シュプリームは少し瞑目してから、プーカに語りかけた。

 

「元に戻すんだ、ぜんぶ…僕の力は、その為にある」

「元に戻す…って、まさか」

「ああ、君にだけ力は使わせない、僕も力を使う……"創造の力"をね」

 

"創造の力"…それはシュプリームが持ち合わせていた、人知を超えた能力。

彼女は、かつて光の粒となって、散り散りにさせた世界そのものを再構成し、ピースを繋ぎ合わせるがごとく、自らの実験場としたことがあった。

 

その途方もない力は、"あの戦い"の後に大半が失われてしまったが、今は『キュアシュプリームの力』として、そのカケラが残されているのみ。

しかし、カケラのみでも、強大な力である事に変わりはない。

であれば、世界そのものを改変するのではなく、あくまで破壊された街を修復する為に使う…それこそが力の使い道だろうと踏んだのだ。

 

プリキュアたちが、敵対する存在との戦闘を終えたとき、周囲に及ぼされる被害は元通りに修復される事が多い…という知識は、シュプリームの記憶にも刻まれている。

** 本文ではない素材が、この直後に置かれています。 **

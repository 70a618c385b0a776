//! Mutation counting across a batch.

use super::image::Outcome;
use std::ops::AddAssign;

/// MutationTracker totals leaf outcomes over a whole run.
///
/// `fired` counts every leaf the rule matched, including leaves that already
/// held the rendered value; it is the number reported in the summary.
/// `changed` counts only leaves whose text was rewritten.
#[derive(Debug, Clone, Copy, Default, PartialEq, Eq)]
pub struct MutationTracker {
    pub fired: usize,
    pub changed: usize,
}

impl MutationTracker {
    pub fn new() -> Self {
        Self::default()
    }

    pub fn record(&mut self, outcome: &Outcome) {
        if outcome.fired() {
            self.fired += 1;
        }
        if outcome.changed() {
            self.changed += 1;
        }
    }

    /// The count reported as "updated images".
    pub fn total(&self) -> usize {
        self.fired
    }
}

impl AddAssign for MutationTracker {
    fn add_assign(&mut self, other: Self) {
        self.fired += other.fired;
        self.changed += other.changed;
    }
}
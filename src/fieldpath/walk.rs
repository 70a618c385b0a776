//! Structural walk of a document along a selector path.

use super::path::{Path, PathElement};
use super::selector::{FieldPath, PathSegment};
use crate::value::{Map, Value};
use thiserror::Error;

/// Errors raised when a document's shape contradicts the selector path.
#[derive(Debug, Clone, PartialEq, Eq, Error)]
pub enum WalkError {
    #[error("{path}: expected mapping, found {found}")]
    ExpectedMap { path: Path, found: &'static str },

    #[error("{path}: expected sequence, found {found}")]
    ExpectedSequence { path: Path, found: &'static str },

    #[error("{path}: expected scalar, found {found}")]
    ExpectedScalar { path: Path, found: &'static str },
}

impl WalkError {
    /// Address of the offending node.
    pub fn path(&self) -> &Path {
        match self {
            WalkError::ExpectedMap { path, .. }
            | WalkError::ExpectedSequence { path, .. }
            | WalkError::ExpectedScalar { path, .. } => path,
        }
    }
}

/// LeafMut is a read/replace handle bound to one scalar slot of a document.
#[derive(Debug)]
pub struct LeafMut<'a> {
    path: Path,
    slot: &'a mut Value,
}

impl<'a> LeafMut<'a> {
    /// Concrete address of the slot.
    pub fn path(&self) -> &Path {
        &self.path
    }

    pub fn as_str(&self) -> Option<&str> {
        self.slot.as_str()
    }

    /// Replaces the slot's value, returning the previous one.
    pub fn replace(&mut self, value: Value) -> Value {
        std::mem::replace(self.slot, value)
    }
}

/// Collects a handle for every scalar leaf `path` resolves to under `root`.
///
/// Missing keys and explicit nulls end the walk quietly. With `create` set,
/// missing intermediate nodes are synthesized (a mapping, or a sequence when
/// the next segment is a wildcard); the final field is never created.
/// Nothing is cached between calls.
pub fn walk_mut<'a>(
    root: &'a mut Value,
    path: &FieldPath,
    create: bool,
) -> Result<Vec<LeafMut<'a>>, WalkError> {
    let mut leaves = Vec::new();
    walk(root, path.segments(), Path::new(), create, &mut leaves)?;
    Ok(leaves)
}

fn walk<'a>(
    node: &'a mut Value,
    segments: &[PathSegment],
    at: Path,
    create: bool,
    out: &mut Vec<LeafMut<'a>>,
) -> Result<(), WalkError> {
    let Some((segment, rest)) = segments.split_first() else {
        return Ok(());
    };

    match segment {
        PathSegment::Literal(name) => {
            let found = node.kind_name();
            let map = match node {
                Value::Map(map) => map,
                _ => return Err(WalkError::ExpectedMap { path: at, found }),
            };
            let here = at.with(PathElement::field_name(name.as_str()));

            if rest.is_empty() {
                let Some(child) = map.get_mut(name) else {
                    return Ok(());
                };
                if child.is_null() {
                    return Ok(());
                }
                if child.is_map() || child.is_list() {
                    return Err(WalkError::ExpectedScalar {
                        path: here,
                        found: child.kind_name(),
                    });
                }
                out.push(LeafMut { path: here, slot: child });
                return Ok(());
            }

            if map.get(name).map_or(true, Value::is_null) {
                if !create {
                    return Ok(());
                }
                let empty = match rest.first() {
                    Some(PathSegment::EachElement) => Value::List(Vec::new()),
                    _ => Value::Map(Map::new()),
                };
                map.set(name.as_str(), empty);
            }

            match map.get_mut(name) {
                Some(child) => walk(child, rest, here, create, out),
                None => Ok(()),
            }
        }
        PathSegment::EachElement => match node {
            Value::List(items) => {
                for (i, item) in items.iter_mut().enumerate() {
                    walk(item, rest, at.with(PathElement::index(i)), create, out)?;
                }
                Ok(())
            }
            Value::Null => Ok(()),
            other => Err(WalkError::ExpectedSequence {
                path: at,
                found: other.kind_name(),
            }),
        },
    }
}

#[cfg(test)]
mod tests {
    use super::*;
    use crate::value::from_yaml;
    use pretty_assertions::assert_eq;

    const POD: &str = r#"
apiVersion: v1
kind: Pod
metadata:
  name: web
spec:
  initContainers:
  - name: init
    image: busybox:1.36.1
  containers:
  - name: app
    image: nginx:1.28.1
  - name: sidecar
    image: alpine:3.22
"#;

    fn path(s: &str) -> FieldPath {
        FieldPath::parse(s).unwrap()
    }

    fn leaf_paths(leaves: &[LeafMut<'_>]) -> Vec<String> {
        leaves.iter().map(|l| l.path().to_string()).collect()
    }

    #[test]
    fn test_wildcard_forks_per_element() {
        let mut doc = from_yaml(POD).unwrap();
        let leaves = walk_mut(&mut doc, &path("spec/containers[]/image"), false).unwrap();
        assert_eq!(
            leaf_paths(&leaves),
            vec!["spec.containers[0].image", "spec.containers[1].image"]
        );
        assert_eq!(leaves[1].as_str(), Some("alpine:3.22"));
    }

    #[test]
    fn test_replace_writes_through() {
        let mut doc = from_yaml(POD).unwrap();
        {
            let mut leaves = walk_mut(&mut doc, &path("spec/initContainers[]/image"), false).unwrap();
            let old = leaves[0].replace(Value::from("busybox:1.37.0"));
            assert_eq!(old, Value::from("busybox:1.36.1"));
        }
        assert_eq!(
            doc.lookup(&["spec", "initContainers"]).unwrap().as_list().unwrap()[0].lookup_str(&["image"]),
            Some("busybox:1.37.0")
        );
    }

    #[test]
    fn test_missing_key_yields_nothing() {
        let mut doc = from_yaml(POD).unwrap();
        let leaves = walk_mut(&mut doc, &path("spec/template/spec/containers[]/image"), false).unwrap();
        assert!(leaves.is_empty());
    }

    #[test]
    fn test_null_sequence_yields_nothing() {
        let mut doc = from_yaml("spec:\n  initContainers: ~\n").unwrap();
        let leaves = walk_mut(&mut doc, &path("spec/initContainers[]/image"), false).unwrap();
        assert!(leaves.is_empty());
    }

    #[test]
    fn test_create_synthesizes_intermediates() {
        let mut doc = from_yaml("spec: {}\n").unwrap();
        let leaves = walk_mut(&mut doc, &path("spec/template/spec/containers[]/image"), true).unwrap();
        assert!(leaves.is_empty());
        assert_eq!(
            doc.lookup(&["spec", "template", "spec", "containers"]),
            Some(&Value::List(vec![]))
        );
    }

    #[test]
    fn test_create_does_not_create_leaf() {
        let mut doc = from_yaml("spec: {}\n").unwrap();
        let leaves = walk_mut(&mut doc, &path("spec/job/image"), true).unwrap();
        assert!(leaves.is_empty());
        assert_eq!(doc.lookup(&["spec", "job"]).and_then(Value::as_map).map(Map::len), Some(0));
    }

    #[test]
    fn test_shape_mismatch_is_error() {
        let mut doc = from_yaml("spec:\n  containers: not-a-list\n").unwrap();
        let err = walk_mut(&mut doc, &path("spec/containers[]/image"), false).unwrap_err();
        assert_eq!(err.to_string(), "spec.containers: expected sequence, found string");

        let mut doc = from_yaml("spec: 3\n").unwrap();
        let err = walk_mut(&mut doc, &path("spec/containers[]/image"), false).unwrap_err();
        assert!(matches!(err, WalkError::ExpectedMap { found: "number", .. }));

        let mut doc = from_yaml("spec:\n  image:\n    name: x\n").unwrap();
        let err = walk_mut(&mut doc, &path("spec/image"), false).unwrap_err();
        assert!(matches!(err, WalkError::ExpectedScalar { found: "mapping", .. }));
    }

    #[test]
    fn test_walk_is_recomputed_per_call() {
        let mut doc = from_yaml(POD).unwrap();
        let selector = path("spec/containers[]/image");
        assert_eq!(walk_mut(&mut doc, &selector, false).unwrap().len(), 2);

        let spec = doc.as_map_mut().unwrap().get_mut("spec").unwrap();
        let containers = spec.as_map_mut().unwrap().get_mut("containers").unwrap();
        containers.as_list_mut().unwrap().pop();

        assert_eq!(walk_mut(&mut doc, &selector, false).unwrap().len(), 1);
    }
}
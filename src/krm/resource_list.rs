//! The ResourceList wire format exchanged with KRM function orchestrators.

use super::object::KubeObject;
use super::result::Results;
use crate::error::Result;
use crate::value::{restore_number_text, to_yaml_verbatim, Map, Value};
use serde::{Deserialize, Serialize};

pub const RESOURCE_LIST_API_VERSION: &str = "config.kubernetes.io/v1";
pub const RESOURCE_LIST_KIND: &str = "ResourceList";

fn default_api_version() -> String {
    RESOURCE_LIST_API_VERSION.to_string()
}

fn default_kind() -> String {
    RESOURCE_LIST_KIND.to_string()
}

/// ResourceList carries the input items, the function config and, on the way
/// out, the results.
#[derive(Debug, Clone, PartialEq, Serialize, Deserialize)]
#[serde(rename_all = "camelCase")]
pub struct ResourceList {
    #[serde(default = "default_api_version")]
    pub api_version: String,
    #[serde(default = "default_kind")]
    pub kind: String,
    #[serde(default)]
    pub items: Vec<KubeObject>,
    #[serde(default, skip_serializing_if = "Option::is_none")]
    pub function_config: Option<Value>,
    #[serde(default, skip_serializing_if = "Results::is_empty")]
    pub results: Results,
}

impl ResourceList {
    pub fn new(items: Vec<KubeObject>, function_config: Option<Value>) -> Self {
        ResourceList {
            api_version: default_api_version(),
            kind: default_kind(),
            items,
            function_config,
            results: Results::new(),
        }
    }

    /// Decodes a ResourceList from YAML (JSON is accepted as well).
    ///
    /// Numbers in the items and the function config keep their source text.
    pub fn from_yaml(input: &str) -> Result<Self> {
        let mut list: ResourceList = serde_yaml::from_str(input)?;

        let mut parts = Map::new();
        let items = list.items.drain(..).map(KubeObject::into_value).collect();
        parts.set("items", Value::List(items));
        if let Some(config) = list.function_config.take() {
            parts.set("functionConfig", config);
        }
        let mut parts = Value::Map(parts);
        restore_number_text(&mut parts, input)?;

        if let Value::Map(mut parts) = parts {
            if let Some(Value::List(items)) = parts.delete("items") {
                list.items = items.into_iter().map(KubeObject::new).collect();
            }
            list.function_config = parts.delete("functionConfig");
        }
        Ok(list)
    }

    /// Encodes the ResourceList as YAML. Numbers are written as they were
    /// read.
    pub fn to_yaml(&self) -> Result<String> {
        Ok(to_yaml_verbatim(self, |list, numbers| {
            for item in list.items.iter_mut() {
                numbers.mask(item.value_mut());
            }
            if let Some(config) = list.function_config.as_mut() {
                numbers.mask(config);
            }
        })?)
    }

    pub fn to_json(&self) -> Result<String> {
        Ok(serde_json::to_string_pretty(self)?)
    }
}

#[cfg(test)]
mod tests {
    use super::*;
    use crate::krm::Severity;
    use pretty_assertions::assert_eq;

    const INPUT: &str = r#"
apiVersion: config.kubernetes.io/v1
kind: ResourceList
items:
- apiVersion: v1
  kind: Pod
  metadata:
    name: web
functionConfig:
  apiVersion: v1
  kind: ConfigMap
  data:
    name: nginx
    newTag: 1.29.0
"#;

    #[test]
    fn test_decode() {
        let list = ResourceList::from_yaml(INPUT).unwrap();
        assert_eq!(list.items.len(), 1);
        assert_eq!(list.items[0].name(), Some("web"));
        assert!(list.function_config.is_some());
        assert!(list.results.is_empty());
    }

    #[test]
    fn test_decode_json_and_defaults() {
        let list = ResourceList::from_yaml(r#"{"items": [{"apiVersion": "v1", "kind": "Pod"}]}"#).unwrap();
        assert_eq!(list.api_version, RESOURCE_LIST_API_VERSION);
        assert_eq!(list.kind, RESOURCE_LIST_KIND);
        assert_eq!(list.function_config, None);
    }

    #[test]
    fn test_encode_with_results() {
        let mut list = ResourceList::new(Vec::new(), None);
        list.results.info("summary: updated a total of 0 image(s)");
        let yaml = list.to_yaml().unwrap();
        assert!(yaml.starts_with("apiVersion: config.kubernetes.io/v1\nkind: ResourceList\n"));
        assert!(yaml.contains("severity: info"));
        assert!(!yaml.contains("functionConfig"));

        let back = ResourceList::from_yaml(&yaml).unwrap();
        assert_eq!(back.results.last().map(|r| r.severity), Some(Severity::Info));
        assert_eq!(
            back.results.last().map(|r| r.message.as_str()),
            Some("summary: updated a total of 0 image(s)")
        );
    }

    #[test]
    fn test_numbers_round_trip_verbatim() {
        let input = "apiVersion: config.kubernetes.io/v1\nkind: ResourceList\nitems:\n- apiVersion: example.com/v1\n  kind: Chart\n  spec:\n    version: 1.10\n    timeout: 1e3\n    replicas: 2\nfunctionConfig:\n  apiVersion: v1\n  kind: ConfigMap\n  data:\n    name: nginx\n    newTag: 1.20\n";
        let list = ResourceList::from_yaml(input).unwrap();
        assert_eq!(list.items.len(), 1);
        assert_eq!(list.to_yaml().unwrap(), input);
    }
}
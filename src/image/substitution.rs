//! The requested image change.

use super::reference::{ImageRef, ImageRefError};
use serde::{Deserialize, Serialize};
use thiserror::Error;

/// Problems with an [`ImageSubstitution`] that make it unusable.
#[derive(Debug, Clone, PartialEq, Eq, Error)]
pub enum SubstitutionError {
    #[error("must specify `name`")]
    MissingName,

    #[error("must specify one of `newName`, `newTag`, or `digest`")]
    MissingReplacement,

    #[error("invalid `name`: {0}")]
    InvalidName(#[from] ImageRefError),
}

/// ImageSubstitution describes which images to change and how.
///
/// `name` selects images; it may carry a tag or digest to select only that
/// exact version. Empty strings count as unset.
#[derive(Debug, Clone, Default, PartialEq, Eq, Serialize, Deserialize)]
#[serde(rename_all = "camelCase", deny_unknown_fields)]
pub struct ImageSubstitution {
    #[serde(default)]
    pub name: String,
    #[serde(default, skip_serializing_if = "Option::is_none")]
    pub new_name: Option<String>,
    #[serde(default, skip_serializing_if = "Option::is_none")]
    pub new_tag: Option<String>,
    /// Replaces the tag; `new_tag` is ignored when this is set.
    #[serde(default, skip_serializing_if = "Option::is_none")]
    pub digest: Option<String>,
}

fn non_empty(s: &Option<String>) -> Option<&str> {
    s.as_deref().filter(|s| !s.is_empty())
}

impl ImageSubstitution {
    pub fn new(name: impl Into<String>) -> Self {
        ImageSubstitution {
            name: name.into(),
            ..Default::default()
        }
    }

    pub fn with_new_name(mut self, new_name: impl Into<String>) -> Self {
        self.new_name = Some(new_name.into());
        self
    }

    pub fn with_new_tag(mut self, new_tag: impl Into<String>) -> Self {
        self.new_tag = Some(new_tag.into());
        self
    }

    pub fn with_digest(mut self, digest: impl Into<String>) -> Self {
        self.digest = Some(digest.into());
        self
    }

    pub fn new_name(&self) -> Option<&str> {
        non_empty(&self.new_name)
    }

    pub fn new_tag(&self) -> Option<&str> {
        non_empty(&self.new_tag)
    }

    pub fn digest(&self) -> Option<&str> {
        non_empty(&self.digest)
    }

    /// Checks the substitution and returns the parsed `name` pattern.
    pub fn validate(&self) -> Result<ImageRef, SubstitutionError> {
        if self.name.is_empty() {
            return Err(SubstitutionError::MissingName);
        }
        if self.new_name().is_none() && self.new_tag().is_none() && self.digest().is_none() {
            return Err(SubstitutionError::MissingReplacement);
        }
        Ok(ImageRef::parse(&self.name)?)
    }
}
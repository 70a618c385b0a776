//! Rewrites image references found at selected leaves.

use crate::fieldpath::LeafMut;
use crate::image::{ImageRef, ImageSubstitution, SubstitutionError};
use crate::value::Value;
use log::debug;

/// What happened to one leaf.
#[derive(Debug, Clone, PartialEq, Eq)]
pub enum Outcome {
    /// The leaf is not a matching image reference.
    NotMatched,
    /// The rule fired but rendered the text the leaf already held.
    Unchanged,
    /// The leaf was rewritten.
    Mutated { from: String, to: String },
}

impl Outcome {
    /// Whether the rule fired on this leaf, changed text or not.
    pub fn fired(&self) -> bool {
        !matches!(self, Outcome::NotMatched)
    }

    pub fn changed(&self) -> bool {
        matches!(self, Outcome::Mutated { .. })
    }
}

/// ImageTransform applies one validated substitution to leaves.
#[derive(Debug, Clone)]
pub struct ImageTransform {
    substitution: ImageSubstitution,
    pattern: ImageRef,
}

impl ImageTransform {
    /// Validates `substitution` and prepares it for matching.
    pub fn new(substitution: ImageSubstitution) -> Result<Self, SubstitutionError> {
        let pattern = substitution.validate()?;
        Ok(ImageTransform {
            substitution,
            pattern,
        })
    }

    /// Computes the replacement for `current` without touching any document.
    /// Returns `None` when `current` is not selected.
    pub fn rewrite(&self, current: &str) -> Option<String> {
        let image = ImageRef::parse(current).ok()?;
        if !image.matches(&self.pattern) {
            return None;
        }
        Some(image.render(&self.substitution))
    }

    /// Applies the substitution to one leaf. Non-string leaves and malformed
    /// references are simply not matched.
    pub fn apply(&self, leaf: &mut LeafMut<'_>) -> Outcome {
        let Some(current) = leaf.as_str() else {
            return Outcome::NotMatched;
        };
        let Some(rendered) = self.rewrite(current) else {
            return Outcome::NotMatched;
        };
        if rendered == current {
            debug!("{}: {} already up to date", leaf.path(), current);
            return Outcome::Unchanged;
        }

        let from = current.to_string();
        debug!("{}: {} -> {}", leaf.path(), from, rendered);
        leaf.replace(Value::String(rendered.clone()));
        Outcome::Mutated { from, to: rendered }
    }
}
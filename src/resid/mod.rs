//! Resource identity.

mod gvk;

pub use gvk::*;
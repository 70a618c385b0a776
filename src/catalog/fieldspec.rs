//! Field specs: a GVK gate paired with a selector path.

use crate::fieldpath::{walk_mut, FieldPath, LeafMut, WalkError};
use crate::resid::Gvk;
use crate::value::Value;
use serde::{Deserialize, Serialize};
use std::fmt;

/// FieldSpec selects the fields at `path` in every resource of one GVK.
#[derive(Debug, Clone, PartialEq, Eq, Serialize, Deserialize)]
#[serde(rename_all = "camelCase", deny_unknown_fields)]
pub struct FieldSpec {
    #[serde(default)]
    pub group: String,
    pub version: String,
    pub kind: String,
    pub path: FieldPath,
    /// Synthesize missing intermediate nodes while walking.
    #[serde(default, alias = "createIfMissing", skip_serializing_if = "std::ops::Not::not")]
    pub create: bool,
}

/// FieldSpecId is the identity of a FieldSpec; `create` is not part of it.
#[derive(Debug, Clone, PartialEq, Eq, Hash)]
pub struct FieldSpecId {
    pub gvk: Gvk,
    pub path: FieldPath,
}

impl FieldSpec {
    pub fn new(gvk: Gvk, path: FieldPath) -> Self {
        FieldSpec {
            group: gvk.group,
            version: gvk.version,
            kind: gvk.kind,
            path,
            create: false,
        }
    }

    pub fn with_create(mut self, create: bool) -> Self {
        self.create = create;
        self
    }

    pub fn gvk(&self) -> Gvk {
        Gvk::new(self.group.as_str(), self.version.as_str(), self.kind.as_str())
    }

    pub fn id(&self) -> FieldSpecId {
        FieldSpecId {
            gvk: self.gvk(),
            path: self.path.clone(),
        }
    }

    /// Returns true if resources of `gvk` are subject to this spec.
    pub fn applies_to(&self, gvk: &Gvk) -> bool {
        self.group == gvk.group && self.version == gvk.version && self.kind == gvk.kind
    }

    /// Resolves the spec against a document of type `gvk`.
    ///
    /// A document of another type is never walked and yields no leaves.
    pub fn select<'a>(&self, gvk: &Gvk, root: &'a mut Value) -> Result<Vec<LeafMut<'a>>, WalkError> {
        if !self.applies_to(gvk) {
            return Ok(Vec::new());
        }
        walk_mut(root, &self.path, self.create)
    }
}

impl fmt::Display for FieldSpec {
    fn fmt(&self, f: &mut fmt::Formatter<'_>) -> fmt::Result {
        write!(f, "{} {}", self.gvk(), self.path)
    }
}
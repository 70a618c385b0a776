//! # set-image
//!
//! A KRM function that rewrites container image references in Kubernetes
//! resources.
//!
//! Image fields are located through field specs: a group/version/kind gate
//! plus a path such as `spec/template/spec/containers[]/image`. A built-in
//! set covers Pods and the apps/v1 workloads; callers may add more. Every
//! selected leaf holding a matching `name[:tag][@digest]` reference is
//! rewritten according to an [`ImageSubstitution`].
//!
//! ## Modules
//!
//! - [`value`] - In-memory representation of YAML/JSON documents
//! - [`fieldpath`] - Selector paths and the walk that resolves them to leaves
//! - [`resid`] - Group/version/kind identifiers
//! - [`catalog`] - Field specs, their ordered sets and the defaults
//! - [`image`] - Image reference parsing, matching and rendering
//! - [`transform`] - Per-leaf rewriting and mutation counting
//! - [`krm`] - ResourceList, resources and results
//! - [`config`] - Function config decoding
//! - [`setimage`] - The batch run

pub mod catalog;
pub mod config;
pub mod error;
pub mod fieldpath;
pub mod image;
pub mod krm;
pub mod resid;
pub mod setimage;
pub mod transform;
pub mod value;

pub use catalog::{default_image_fields, FieldSpec, FieldSpecSet};
pub use config::{ConfigError, SetImageConfig};
pub use error::{Error, Result};
pub use fieldpath::{FieldPath, Path, PathSegment};
pub use image::{ImageRef, ImageSubstitution};
pub use krm::{KubeObject, ResourceList, Results};
pub use resid::Gvk;
pub use setimage::{process, RunReport, SetImage};
pub use transform::{ImageTransform, MutationTracker, Outcome};
pub use value::Value;
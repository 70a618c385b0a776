//! KRM module - the Kubernetes Resource Model function interface.
//!
//! Input and output are a [`ResourceList`]; each item is a [`KubeObject`] and
//! diagnostics travel back as [`Results`].

mod object;
mod resource_list;
mod result;

pub use object::*;
pub use resource_list::*;
pub use result::*;
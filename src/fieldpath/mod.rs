//! Field path module - selector paths and the walk that resolves them.
//!
//! A [`FieldPath`] is the declarative form (`spec/containers[]/image`); a
//! [`Path`] is the concrete address of one node (`spec.containers[0].image`).
//! [`walk_mut`] turns the former into handles addressed by the latter.

mod path;
mod selector;
mod walk;

pub use path::*;
pub use selector::*;
pub use walk::*;
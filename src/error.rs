//! Crate-level error type for the ResourceList harness.
//!
//! Problems inside a run (bad config, malformed resources) are reported as
//! [`Results`](crate::krm::Results) entries rather than as errors; this type
//! covers what prevents a run from happening at all.

use thiserror::Error;

#[derive(Debug, Error)]
pub enum Error {
    #[error("invalid ResourceList YAML: {0}")]
    Yaml(#[from] serde_yaml::Error),

    #[error("invalid ResourceList JSON: {0}")]
    Json(#[from] serde_json::Error),

    #[error("{context}: {source}")]
    Io {
        context: String,
        #[source]
        source: std::io::Error,
    },
}

impl Error {
    pub fn io(context: impl Into<String>, source: std::io::Error) -> Self {
        Error::Io {
            context: context.into(),
            source,
        }
    }
}

pub type Result<T> = std::result::Result<T, Error>;
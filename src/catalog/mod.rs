//! Catalog module - the field specs that say where image references live.

mod defaults;
mod fieldspec;
mod set;

pub use defaults::*;
pub use fieldspec::*;
pub use set::*;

しかし、ボラドスを浄化しても周囲には変化がなく、解放されたエレメントだけが戻っていくという状況だ。

ならば、自分たちが力を用いて修復を行うしか、他に手段はないように思えた。

 

「全てを元に戻せるかどうか…分からないけど、やるしかない」

「うん…ぼくも手伝うプカ」

 

シュプリームは、変身に用いたアイテム、シュプリームフォンを取り出し、中空に浮かべた。

シュプリームフォンには、シュプリームとプーカを繋げるチカラがあった。これを最大限に使う事により、2人の精神と力とをリンクさせる事ができるのだ。

淡い光を放ちながら浮遊するフォンに、シュプリームとプーカがそっと手を添える。

すると手の甲にある、ウサギのような赤い紋様が発光しだした。

 

フォンに手を添えながら、2人のプリキュアは目を閉じ、祈るように精神を統一していく。

すると、2人の胸元にある、青とピンクの宝石が共鳴するかように光りだした。

同時に、温かな雰囲気を持つオーラが、身体から溢れ出してきた。

それは徐々に変化し光の柱となって、屹立するように天に昇っていく。

 

それは、まるで街そのものを癒すかのような、荘厳かつ優しい光芒。

シュプリームとプーカのリンクによって発動する、創造の技『クレシェンテ=ヒーリング』の波動が、傷ついた薙町市全土を包み込み、覆っていくのだった──────

 

─────そしてまた、日常がはじまる。




おまけ【巨大生物図鑑】
大樹獣 ボラドス
身長:71メートル
体重:45000トン
"星喰い"の異名を持つ存在、ガリュンタイドスが各地から吸い上げた地球の「木のエレメント」が変質、邪な形として現界した巨大生物。
突如、薙町市の地面を割って出現し、市街地に甚大な被害を及ぼした。
主な武器は背中から幾重にも伸びるツル状の触手や、口から放つエレメント弾丸。